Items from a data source
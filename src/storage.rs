//! 按用户划分目录的本地文件存储。

use sha2::{Digest, Sha256};
use std::io;
use std::path::{Component, Path, PathBuf};
use std::time::{Duration, SystemTime};
use tokio::fs;
use tokio::io::{AsyncWriteExt, ErrorKind};
use tracing::{info, warn};

use crate::atomic::{AtomicFile, TEMP_PREFIX};

#[derive(Debug, thiserror::Error)]
pub enum StorageError {
    #[error("invalid path")]
    InvalidPath,
    #[error("{0}")]
    InvalidName(&'static str),
    #[error("file size exceeds limit")]
    TooLarge,
    #[error(transparent)]
    Io(#[from] io::Error),
}

#[derive(Clone, Debug)]
pub struct Storage {
    root: PathBuf,
    max_file_size: u64,
}

impl Storage {
    /// `max_file_size` 为 0 表示不限制单个文件大小。
    pub fn new(root: PathBuf, max_file_size: u64) -> Self {
        Self {
            root,
            max_file_size,
        }
    }

    pub async fn ensure_root(&self) -> io::Result<()> {
        fs::create_dir_all(&self.root).await
    }

    pub fn root_path(&self) -> &Path {
        &self.root
    }

    pub fn user_dir(&self, user_id: u64) -> PathBuf {
        self.root.join(user_id.to_string())
    }

    /// 创建用户目录（已存在时不报错）。
    pub async fn ensure_user_dir(&self, user_id: u64) -> Result<PathBuf, StorageError> {
        let dir = self.user_dir(user_id);
        fs::create_dir_all(&dir).await?;
        self.ensure_no_symlink_components(&dir, false).await?;
        Ok(dir)
    }

    async fn resolve_file(
        &self,
        user_id: u64,
        name: &str,
        allow_missing_leaf: bool,
    ) -> Result<PathBuf, StorageError> {
        let name = validate_name(name)?;
        let target = self.user_dir(user_id).join(name);
        self.ensure_no_symlink_components(&target, allow_missing_leaf)
            .await?;
        Ok(target)
    }

    async fn ensure_no_symlink_components(
        &self,
        target: &Path,
        allow_missing_leaf: bool,
    ) -> Result<(), StorageError> {
        let relative = target
            .strip_prefix(&self.root)
            .map_err(|_| StorageError::InvalidPath)?;
        let mut current = PathBuf::from(&self.root);
        let mut components = relative.components().peekable();

        while let Some(component) = components.next() {
            current.push(component.as_os_str());
            match fs::symlink_metadata(&current).await {
                Ok(metadata) => {
                    if metadata.file_type().is_symlink() {
                        return Err(StorageError::InvalidPath);
                    }
                    if components.peek().is_some() && !metadata.is_dir() {
                        return Err(StorageError::InvalidPath);
                    }
                }
                Err(err) if err.kind() == ErrorKind::NotFound && allow_missing_leaf => {
                    return Ok(());
                }
                Err(err) => return Err(StorageError::Io(err)),
            }
        }

        Ok(())
    }

    /// 列出用户目录下的可见普通文件，目录不存在时先创建。
    pub async fn list_files(&self, user_id: u64) -> Result<Vec<String>, StorageError> {
        let dir = self.ensure_user_dir(user_id).await?;
        let mut entries = fs::read_dir(&dir).await?;
        let mut names = Vec::new();

        while let Some(entry) = entries.next_entry().await? {
            let name = entry.file_name().to_string_lossy().to_string();
            if name.starts_with('.') {
                continue;
            }
            if entry.file_type().await?.is_file() {
                names.push(name);
            }
        }

        names.sort_by_key(|name| name.to_lowercase());
        Ok(names)
    }

    /// 在用户目录内创建暂存文件，提交前对外不可见。
    pub async fn stage(&self, user_id: u64, name: &str) -> Result<StagedFile, StorageError> {
        self.ensure_user_dir(user_id).await?;
        let target = self.resolve_file(user_id, name, true).await?;
        let atomic = AtomicFile::new(&target).await?;
        Ok(StagedFile {
            name: name.to_string(),
            atomic,
            hasher: Sha256::new(),
            size: 0,
            max_size: self.max_file_size,
        })
    }

    pub async fn delete_file(&self, user_id: u64, name: &str) -> Result<(), StorageError> {
        let target = self.resolve_file(user_id, name, false).await?;
        fs::remove_file(target).await?;
        Ok(())
    }

    /// 清理各用户目录中超过 `max_age` 的暂存文件，返回删除数量。
    pub async fn sweep_stale_temps(&self, max_age: Duration) -> io::Result<usize> {
        let mut users = match fs::read_dir(&self.root).await {
            Ok(dir) => dir,
            Err(err) if err.kind() == ErrorKind::NotFound => return Ok(0),
            Err(err) => return Err(err),
        };

        let now = SystemTime::now();
        let mut removed = 0;
        while let Some(user_dir) = users.next_entry().await? {
            if !user_dir.file_type().await?.is_dir() {
                continue;
            }
            let mut entries = fs::read_dir(user_dir.path()).await?;
            while let Some(entry) = entries.next_entry().await? {
                if !entry.file_name().to_string_lossy().starts_with(TEMP_PREFIX) {
                    continue;
                }
                let metadata = entry.metadata().await?;
                if !metadata.is_file() {
                    continue;
                }
                let age = match metadata.modified().map(|modified| now.duration_since(modified)) {
                    Ok(Ok(age)) => age,
                    _ => continue,
                };
                if age < max_age {
                    continue;
                }
                let path = entry.path();
                match fs::remove_file(&path).await {
                    Ok(()) => {
                        info!(path = ?path, "removed stale upload temp file");
                        removed += 1;
                    }
                    Err(err) => {
                        warn!(path = ?path, error = %err, "failed to remove stale upload temp file")
                    }
                }
            }
        }
        Ok(removed)
    }
}

/// 文件名必须是单个普通路径段。
fn validate_name(name: &str) -> Result<&str, StorageError> {
    if name.trim().is_empty() {
        return Err(StorageError::InvalidName("file name is required"));
    }
    if name.contains(['/', '\\', '\0']) {
        return Err(StorageError::InvalidPath);
    }
    let mut components = Path::new(name).components();
    match (components.next(), components.next()) {
        (Some(Component::Normal(_)), None) => {}
        _ => return Err(StorageError::InvalidPath),
    }
    if name.starts_with('.') {
        return Err(StorageError::InvalidName("hidden file names are not allowed"));
    }
    Ok(name)
}

/// 写入中的上传文件：边写边计算 SHA-256。
pub struct StagedFile {
    name: String,
    atomic: AtomicFile,
    hasher: Sha256,
    size: u64,
    max_size: u64,
}

/// 已提交文件的摘要信息。
#[derive(Debug, Clone, PartialEq, Eq)]
pub struct StoredFile {
    pub name: String,
    pub checksum: String,
    pub size: u64,
}

impl StagedFile {
    pub fn name(&self) -> &str {
        &self.name
    }

    pub async fn write(&mut self, chunk: &[u8]) -> Result<(), StorageError> {
        self.size += chunk.len() as u64;
        if self.max_size > 0 && self.size > self.max_size {
            return Err(StorageError::TooLarge);
        }
        self.hasher.update(chunk);
        self.atomic.file_mut().write_all(chunk).await?;
        Ok(())
    }

    /// 原子替换目标文件并返回摘要。
    pub async fn commit(self) -> Result<StoredFile, StorageError> {
        let checksum = hex::encode(self.hasher.finalize());
        self.atomic.finalize().await?;
        Ok(StoredFile {
            name: self.name,
            checksum,
            size: self.size,
        })
    }

    pub async fn discard(self) {
        self.atomic.cleanup().await;
    }
}
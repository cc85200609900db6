//! 统一的 JSON 响应封装。
//!
//! 处理器只返回 [`Reply`] 或 [`ApiError`]，真正的写出由 axum 在最外层完成，
//! 因而每个请求只会有一个状态行与一个响应体。

use axum::http::{HeaderValue, StatusCode, header};
use axum::response::{IntoResponse, Response};
use serde::Serialize;
use tracing::error;

use crate::error::ApiError;

const FALLBACK_BODY: &str =
    r#"{"status":500,"code":"SYS-001","message":"Internal Server Error"}"#;

pub type ApiResult<T> = Result<Reply<T>, ApiError>;

/// 成功响应：状态码加可序列化的负载。
#[derive(Debug)]
pub struct Reply<T> {
    status: StatusCode,
    payload: T,
}

impl<T> Reply<T> {
    pub fn ok(payload: T) -> Self {
        Self::with_status(StatusCode::OK, payload)
    }

    pub fn with_status(status: StatusCode, payload: T) -> Self {
        Self { status, payload }
    }
}

impl<T: Serialize> IntoResponse for Reply<T> {
    fn into_response(self) -> Response {
        send(self.status, &self.payload)
    }
}

/// 以 JSON 序列化负载并构建响应。
pub fn send<T: Serialize + ?Sized>(status: StatusCode, payload: &T) -> Response {
    let (status, body) = match serde_json::to_vec(payload) {
        Ok(body) => (status, body),
        Err(err) => {
            error!(sender = "response.send", error = %err, "failed to serialize response");
            (
                StatusCode::INTERNAL_SERVER_ERROR,
                FALLBACK_BODY.as_bytes().to_vec(),
            )
        }
    };
    (
        status,
        [(
            header::CONTENT_TYPE,
            HeaderValue::from_static("application/json"),
        )],
        body,
    )
        .into_response()
}

#[cfg(test)]
mod tests {
    use super::*;
    use http_body_util::BodyExt;
    use serde::ser::Error as _;
    use serde::Serializer;

    struct Unserializable;

    impl Serialize for Unserializable {
        fn serialize<S: Serializer>(&self, _serializer: S) -> Result<S::Ok, S::Error> {
            Err(S::Error::custom("nope"))
        }
    }

    #[tokio::test]
    async fn reply_is_json_with_status() {
        let response = Reply::with_status(StatusCode::CREATED, "OK").into_response();
        assert_eq!(response.status(), StatusCode::CREATED);
        assert_eq!(
            response.headers().get(header::CONTENT_TYPE).unwrap(),
            "application/json"
        );
        let bytes = response.into_body().collect().await.unwrap().to_bytes();
        assert_eq!(&bytes[..], br#""OK""#);
    }

    #[tokio::test]
    async fn serialization_failure_falls_back_to_internal_error() {
        let response = send(StatusCode::OK, &Unserializable);
        assert_eq!(response.status(), StatusCode::INTERNAL_SERVER_ERROR);
        let bytes = response.into_body().collect().await.unwrap().to_bytes();
        let body: serde_json::Value = serde_json::from_slice(&bytes).unwrap();
        assert_eq!(body["code"], "SYS-001");
    }
}
//! 统一的错误分类、状态码映射与错误响应渲染。

use axum::http::{HeaderValue, StatusCode, header};
use axum::response::{IntoResponse, Response};
use serde::Serialize;
use std::borrow::Cow;
use std::error::Error as StdError;
use std::io::ErrorKind as IoErrorKind;
use tracing::{debug, error, warn};

use crate::password::PasswordError;
use crate::response;
use crate::storage::StorageError;
use crate::store::StoreError;

type Cause = Box<dyn StdError + Send + Sync + 'static>;

/// 失败种类的封闭集合；状态码与错误码都只由种类决定。
#[derive(Clone, Copy, Debug, PartialEq, Eq, Hash)]
pub enum ErrorKind {
    BadRequest,
    Unauthorized,
    Forbidden,
    NotFound,
    Conflict,
    TooManyRequests,
    InternalServerError,
    Timeout,
    /// 最外层捕获到的 panic，属于“不应发生”的故障。
    SystemError,
}

impl ErrorKind {
    #[cfg(test)]
    pub const ALL: [ErrorKind; 9] = [
        ErrorKind::BadRequest,
        ErrorKind::Unauthorized,
        ErrorKind::Forbidden,
        ErrorKind::NotFound,
        ErrorKind::Conflict,
        ErrorKind::TooManyRequests,
        ErrorKind::InternalServerError,
        ErrorKind::Timeout,
        ErrorKind::SystemError,
    ];

    /// 种类对应的 HTTP 状态码。
    pub const fn status(self) -> StatusCode {
        match self {
            ErrorKind::BadRequest => StatusCode::BAD_REQUEST,
            ErrorKind::Unauthorized => StatusCode::UNAUTHORIZED,
            ErrorKind::Forbidden => StatusCode::FORBIDDEN,
            ErrorKind::NotFound => StatusCode::NOT_FOUND,
            ErrorKind::Conflict => StatusCode::CONFLICT,
            ErrorKind::TooManyRequests => StatusCode::TOO_MANY_REQUESTS,
            ErrorKind::InternalServerError => StatusCode::INTERNAL_SERVER_ERROR,
            ErrorKind::Timeout => StatusCode::GATEWAY_TIMEOUT,
            ErrorKind::SystemError => StatusCode::INTERNAL_SERVER_ERROR,
        }
    }

    /// 稳定的机器可读错误码。
    pub const fn code(self) -> &'static str {
        match self {
            ErrorKind::BadRequest => "REQ-001",
            ErrorKind::Unauthorized => "AUTH-001",
            ErrorKind::Forbidden => "AUTH-002",
            ErrorKind::NotFound => "RES-001",
            ErrorKind::Conflict => "RES-002",
            ErrorKind::TooManyRequests => "REQ-002",
            ErrorKind::InternalServerError => "SYS-001",
            ErrorKind::Timeout => "SYS-002",
            ErrorKind::SystemError => "SYS-999",
        }
    }

    /// 未指定时对外展示的默认文案。
    pub const fn public_message(self) -> &'static str {
        match self {
            ErrorKind::BadRequest => "Bad Request",
            ErrorKind::Unauthorized => "Unauthorized",
            ErrorKind::Forbidden => "Forbidden",
            ErrorKind::NotFound => "Not Found",
            ErrorKind::Conflict => "Conflict",
            ErrorKind::TooManyRequests => "Too Many Requests",
            ErrorKind::InternalServerError => "Internal Server Error",
            ErrorKind::Timeout => "Request Timeout",
            ErrorKind::SystemError => "System Error",
        }
    }
}

/// 已分类的 API 错误：对外只暴露种类与公开文案，内部原因仅写入日志。
#[derive(Debug, thiserror::Error)]
#[error("{}: {message}", .kind.code())]
pub struct ApiError {
    kind: ErrorKind,
    message: Cow<'static, str>,
    #[source]
    cause: Option<Cause>,
    sender: &'static str,
    retry_after: Option<u64>,
}

#[derive(Serialize)]
struct ErrorBody<'a> {
    status: u16,
    code: &'static str,
    message: &'a str,
}

impl ApiError {
    pub fn new(kind: ErrorKind) -> Self {
        Self {
            kind,
            message: Cow::Borrowed(kind.public_message()),
            cause: None,
            sender: "-",
            retry_after: None,
        }
    }

    /// 包装任意内部错误，保留原始错误供日志使用。
    pub fn classify<E>(kind: ErrorKind, err: E) -> Self
    where
        E: Into<Cause>,
    {
        Self {
            cause: Some(err.into()),
            ..Self::new(kind)
        }
    }

    pub fn bad_request(message: impl Into<Cow<'static, str>>) -> Self {
        Self::new(ErrorKind::BadRequest).with_message(message)
    }

    pub fn unauthorized() -> Self {
        Self::new(ErrorKind::Unauthorized)
    }

    pub fn forbidden(message: impl Into<Cow<'static, str>>) -> Self {
        Self::new(ErrorKind::Forbidden).with_message(message)
    }

    pub fn not_found(message: impl Into<Cow<'static, str>>) -> Self {
        Self::new(ErrorKind::NotFound).with_message(message)
    }

    pub fn conflict(message: impl Into<Cow<'static, str>>) -> Self {
        Self::new(ErrorKind::Conflict).with_message(message)
    }

    pub fn too_many_requests(retry_after: u64) -> Self {
        Self {
            retry_after: Some(retry_after),
            ..Self::new(ErrorKind::TooManyRequests)
        }
    }

    pub fn internal<E>(err: E) -> Self
    where
        E: Into<Cause>,
    {
        Self::classify(ErrorKind::InternalServerError, err)
    }

    pub fn timeout() -> Self {
        Self::new(ErrorKind::Timeout)
    }

    pub fn system(detail: impl Into<String>) -> Self {
        Self::classify(ErrorKind::SystemError, detail.into())
    }

    pub fn with_message(mut self, message: impl Into<Cow<'static, str>>) -> Self {
        self.message = message.into();
        self
    }

    /// 标记产生错误的操作，便于日志追踪。
    pub fn with_sender(mut self, sender: &'static str) -> Self {
        self.sender = sender;
        self
    }

    pub fn kind(&self) -> ErrorKind {
        self.kind
    }

    #[cfg(test)]
    pub fn message(&self) -> &str {
        &self.message
    }

    fn log(&self) {
        let code = self.kind.code();
        let cause = self.cause.as_deref().map(|cause| render_cause_chain(cause));
        let cause = cause.as_deref().unwrap_or("-");
        match self.kind {
            ErrorKind::SystemError => {
                error!(sender = self.sender, code, system = true, cause, "unexpected failure")
            }
            ErrorKind::InternalServerError | ErrorKind::Timeout => {
                error!(sender = self.sender, code, cause, "request failed")
            }
            ErrorKind::Unauthorized | ErrorKind::Forbidden | ErrorKind::TooManyRequests => {
                warn!(sender = self.sender, code, cause, message = %self.message, "request rejected")
            }
            _ => debug!(sender = self.sender, code, cause, message = %self.message, "request rejected"),
        }
    }
}

fn render_cause_chain(err: &(dyn StdError + 'static)) -> String {
    let mut rendered = err.to_string();
    let mut source = err.source();
    while let Some(inner) = source {
        rendered.push_str(": ");
        rendered.push_str(&inner.to_string());
        source = inner.source();
    }
    rendered
}

impl IntoResponse for ApiError {
    fn into_response(self) -> Response {
        self.log();
        let status = self.kind.status();
        let body = ErrorBody {
            status: status.as_u16(),
            code: self.kind.code(),
            message: &self.message,
        };
        let mut response = response::send(status, &body);
        if let Some(retry_after) = self.retry_after.filter(|value| *value > 0)
            && let Ok(value) = HeaderValue::from_str(&retry_after.to_string())
        {
            response.headers_mut().insert(header::RETRY_AFTER, value);
        }
        response
    }
}

impl From<StorageError> for ApiError {
    fn from(error: StorageError) -> Self {
        match error {
            StorageError::InvalidPath => ApiError::forbidden("invalid path").with_sender("storage"),
            StorageError::InvalidName(reason) => {
                ApiError::bad_request(reason).with_sender("storage")
            }
            StorageError::TooLarge => {
                ApiError::bad_request("file size exceeds limit").with_sender("storage")
            }
            StorageError::Io(err) if err.kind() == IoErrorKind::NotFound => {
                ApiError::classify(ErrorKind::NotFound, err).with_sender("storage")
            }
            StorageError::Io(err) => ApiError::internal(err).with_sender("storage"),
        }
    }
}

impl From<StoreError> for ApiError {
    fn from(error: StoreError) -> Self {
        match error {
            StoreError::NotFound => ApiError::not_found("Not Found").with_sender("store"),
            StoreError::Conflict => ApiError::conflict("login already taken").with_sender("store"),
            err @ StoreError::Backend(_) => ApiError::internal(err).with_sender("store"),
        }
    }
}

impl From<PasswordError> for ApiError {
    fn from(error: PasswordError) -> Self {
        match error {
            PasswordError::Mismatch => ApiError::unauthorized().with_sender("password"),
            err @ PasswordError::Hashing(_) => ApiError::internal(err).with_sender("password"),
        }
    }
}

#[cfg(test)]
mod tests {
    use super::*;
    use http_body_util::BodyExt;
    use std::collections::HashSet;

    #[test]
    fn status_is_fixed_per_kind() {
        for kind in ErrorKind::ALL {
            assert_eq!(kind.status(), kind.status());
            assert_eq!(ApiError::new(kind).into_response().status(), kind.status());
        }
        assert_eq!(ErrorKind::Unauthorized.status(), StatusCode::UNAUTHORIZED);
        assert_eq!(ErrorKind::Forbidden.status(), StatusCode::FORBIDDEN);
    }

    #[test]
    fn codes_are_unique() {
        let codes: HashSet<_> = ErrorKind::ALL.iter().map(|kind| kind.code()).collect();
        assert_eq!(codes.len(), ErrorKind::ALL.len());
        assert!(ErrorKind::Unauthorized.code().starts_with("AUTH-"));
    }

    #[test]
    fn system_error_is_distinct_from_internal() {
        assert_ne!(
            ErrorKind::SystemError.code(),
            ErrorKind::InternalServerError.code()
        );
    }

    #[test]
    fn classify_keeps_cause_for_logs() {
        let io = std::io::Error::other("disk on fire");
        let err = ApiError::classify(ErrorKind::InternalServerError, io);
        assert_eq!(err.message(), "Internal Server Error");
        let source = StdError::source(&err).map(ToString::to_string);
        assert_eq!(source.as_deref(), Some("disk on fire"));
    }

    #[tokio::test]
    async fn body_hides_internal_cause() {
        let err = ApiError::internal(std::io::Error::other("secret path /var/lib/x"));
        let response = err.into_response();
        assert_eq!(response.status(), StatusCode::INTERNAL_SERVER_ERROR);
        assert_eq!(
            response.headers().get(header::CONTENT_TYPE).unwrap(),
            "application/json"
        );
        let bytes = response.into_body().collect().await.unwrap().to_bytes();
        let body: serde_json::Value = serde_json::from_slice(&bytes).unwrap();
        assert_eq!(body["status"], 500);
        assert_eq!(body["code"], "SYS-001");
        assert_eq!(body["message"], "Internal Server Error");
        assert!(!String::from_utf8_lossy(&bytes).contains("secret"));
    }

    #[test]
    fn too_many_requests_sets_retry_after() {
        let response = ApiError::too_many_requests(42).into_response();
        assert_eq!(response.status(), StatusCode::TOO_MANY_REQUESTS);
        assert_eq!(response.headers().get(header::RETRY_AFTER).unwrap(), "42");
    }

    #[test]
    fn storage_errors_map_to_kinds() {
        assert_eq!(
            ApiError::from(StorageError::InvalidPath).kind(),
            ErrorKind::Forbidden
        );
        let missing = std::io::Error::new(IoErrorKind::NotFound, "gone");
        assert_eq!(
            ApiError::from(StorageError::Io(missing)).kind(),
            ErrorKind::NotFound
        );
        assert_eq!(
            ApiError::from(StoreError::Conflict).kind(),
            ErrorKind::Conflict
        );
    }
}
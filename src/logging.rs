//! 日志初始化：`RUST_LOG` 覆盖默认过滤规则。

use tracing_subscriber::{EnvFilter, fmt, layer::SubscriberExt, util::SubscriberInitExt};

const DEFAULT_FILTER: &str = "info";

/// 初始化 tracing 日志订阅；重复调用时保留已有订阅。
pub fn init_logging() {
    let env_filter =
        EnvFilter::try_from_default_env().unwrap_or_else(|_| EnvFilter::new(DEFAULT_FILTER));
    let _ = tracing_subscriber::registry()
        .with(env_filter)
        .with(fmt::layer().with_target(true))
        .try_init();
}
//! TLS 证书加载。

use axum_server::tls_rustls::RustlsConfig;
use std::io;
use std::path::Path;
use tokio::fs;
use tracing::info;

/// 读取 PEM 格式的证书与私钥并构建 Rustls 配置。
pub async fn load_rustls_config(cert_path: &Path, key_path: &Path) -> io::Result<RustlsConfig> {
    let cert = fs::read(cert_path).await.map_err(|err| {
        io::Error::new(
            err.kind(),
            format!("cannot read TLS cert {}: {err}", cert_path.display()),
        )
    })?;
    let key = fs::read(key_path).await.map_err(|err| {
        io::Error::new(
            err.kind(),
            format!("cannot read TLS key {}: {err}", key_path.display()),
        )
    })?;
    let config = RustlsConfig::from_pem(cert, key).await?;
    info!(cert = %cert_path.display(), "TLS certificate loaded");
    Ok(config)
}
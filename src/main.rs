//! AxoLocker server binary.
//!
//! A multi-user file locker: users register or log in, receive a signed
//! session token, and upload, list and delete files inside their own storage
//! directory. The main entry point loads configuration, opens the user store,
//! builds the Axum router and serves it over HTTP or HTTPS.

mod app;
mod atomic;
mod auth;
mod background;
mod config;
mod error;
mod files;
mod http;
mod logging;
mod middleware;
mod password;
mod response;
mod storage;
mod store;
mod tls;
mod token;
mod version;

use axum::extract::Extension;
use axum_server::Handle;
use clap::Parser;
use std::error::Error;
use std::net::{IpAddr, SocketAddr};
use std::path::{Path, PathBuf};
use std::process::ExitCode;
use std::sync::Arc;
use std::time::Duration;
use tokio::signal;
use tracing::{error, info, warn};

use crate::app::{Services, build_router};
use crate::auth::{Authenticator, LoginThrottle};
use crate::background::spawn_background_tasks;
use crate::config::{Args, ConfigError};
use crate::files::UploadConfig;
use crate::http::{ForwardedTrust, RequestScheme, build_cors_layer};
use crate::storage::Storage;
use crate::store::{JsonStore, UserStore};
use crate::token::TokenService;

/// Starts the AxoLocker server and blocks until shutdown.
#[tokio::main]
async fn main() -> ExitCode {
    logging::init_logging();

    let args = Args::parse();
    match run(args).await {
        Ok(()) => ExitCode::SUCCESS,
        Err(err) => {
            error!(error = %err, "server failed to start or stopped with an error");
            ExitCode::FAILURE
        }
    }
}

async fn run(args: Args) -> Result<(), Box<dyn Error + Send + Sync>> {
    let signing_key = config::load_signing_key(&args)?;
    let host = args
        .host
        .parse::<IpAddr>()
        .map_err(|_| ConfigError::InvalidHost(args.host.clone()))?;

    let store: Arc<dyn UserStore> =
        Arc::new(JsonStore::open(PathBuf::from(&args.database)).await?);
    let storage = Arc::new(Storage::new(
        PathBuf::from(&args.storage_dir),
        args.upload_max_size,
    ));
    storage.ensure_root().await?;

    let tokens = TokenService::new(&signing_key, Duration::from_secs(args.token_ttl_secs));
    let throttle = Arc::new(LoginThrottle::new(
        Duration::from_secs(args.login_window_secs),
        args.login_max_attempts,
        Duration::from_secs(args.login_lockout_secs),
    ));
    let upload = Arc::new(UploadConfig {
        policy: args.upload_policy,
        temp_ttl: Duration::from_secs(args.upload_temp_ttl_secs),
    });
    let services = Services {
        authenticator: Arc::new(Authenticator::new(tokens, store.clone())),
        store,
        storage: storage.clone(),
        throttle: throttle.clone(),
        upload: upload.clone(),
        forwarded: ForwardedTrust(args.trust_forwarded),
    };
    let request_timeout =
        (args.request_timeout_secs > 0).then(|| Duration::from_secs(args.request_timeout_secs));
    let app = build_router(
        services,
        request_timeout,
        build_cors_layer(args.cors_origins.as_deref()),
    );

    let addr = SocketAddr::new(host, args.port);
    let handle = Handle::new();
    tokio::spawn(shutdown_signal(handle.clone()));
    spawn_background_tasks(storage.clone(), throttle, upload);

    info!(
        storage = %storage.root_path().display(),
        database = %args.database,
        upload_policy = ?args.upload_policy,
        trust_forwarded = args.trust_forwarded,
        "storage ready"
    );

    match (&args.tls_cert, &args.tls_key) {
        (Some(cert), Some(key)) => {
            let tls_config = tls::load_rustls_config(Path::new(cert), Path::new(key)).await?;
            let app = app.layer(Extension(RequestScheme::Https));
            info!("🔒 Starting HTTPS server at {}", addr);
            axum_server::bind_rustls(addr, tls_config)
                .handle(handle)
                .serve(app.into_make_service_with_connect_info::<SocketAddr>())
                .await?;
        }
        _ => {
            let app = app.layer(Extension(RequestScheme::Http));
            info!("🚀 Starting HTTP server at {}", addr);
            axum_server::bind(addr)
                .handle(handle)
                .serve(app.into_make_service_with_connect_info::<SocketAddr>())
                .await?;
        }
    }

    Ok(())
}

async fn shutdown_signal(handle: Handle) {
    let ctrl_c = async {
        if let Err(err) = signal::ctrl_c().await {
            warn!(error = %err, "failed to install Ctrl+C handler");
            std::future::pending::<()>().await;
        }
    };

    #[cfg(unix)]
    let terminate = async {
        match signal::unix::signal(signal::unix::SignalKind::terminate()) {
            Ok(mut stream) => {
                stream.recv().await;
            }
            Err(err) => {
                warn!(error = %err, "failed to install SIGTERM handler");
                std::future::pending::<()>().await;
            }
        }
    };

    #[cfg(not(unix))]
    let terminate = std::future::pending::<()>();

    tokio::select! {
        _ = ctrl_c => {},
        _ = terminate => {},
    }

    info!("Received termination signal shutting down");
    handle.graceful_shutdown(Some(Duration::from_secs(10)));
}
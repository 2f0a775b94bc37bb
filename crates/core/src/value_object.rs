//! Value object trait: equality by value, not identity.
//!
//! Value objects are domain objects defined entirely by their attribute
//! values. Two value objects with the same values are considered equal.

/// Marker trait for value objects.
///
/// Value objects are **immutable** and **compared by value**. They represent
/// concepts where identity doesn't matter - only the values do. In this
/// workspace, `ModelInfo { brand, model_code }` is a value object, while a
/// `ServiceCenter` (which keeps its `CenterId` across edits) is an entity.
///
/// To "modify" a value object, construct a new one. Immutability keeps these
/// types safe to share and lets them behave like primitives.
///
/// The trait requires:
/// - **Clone**: values are cheap to copy around
/// - **PartialEq**: compared by attribute values
/// - **Debug**: loggable in tests and tracing output
pub trait ValueObject: Clone + PartialEq + core::fmt::Debug {}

### What this task involves
Which lines in the data hold the string "JsonStore"? Copy each of them.

### Finished exercise
use crate::store::{JsonStore, UserStore};
        Arc::new(JsonStore::open(PathBuf::from(&args.database)).await?);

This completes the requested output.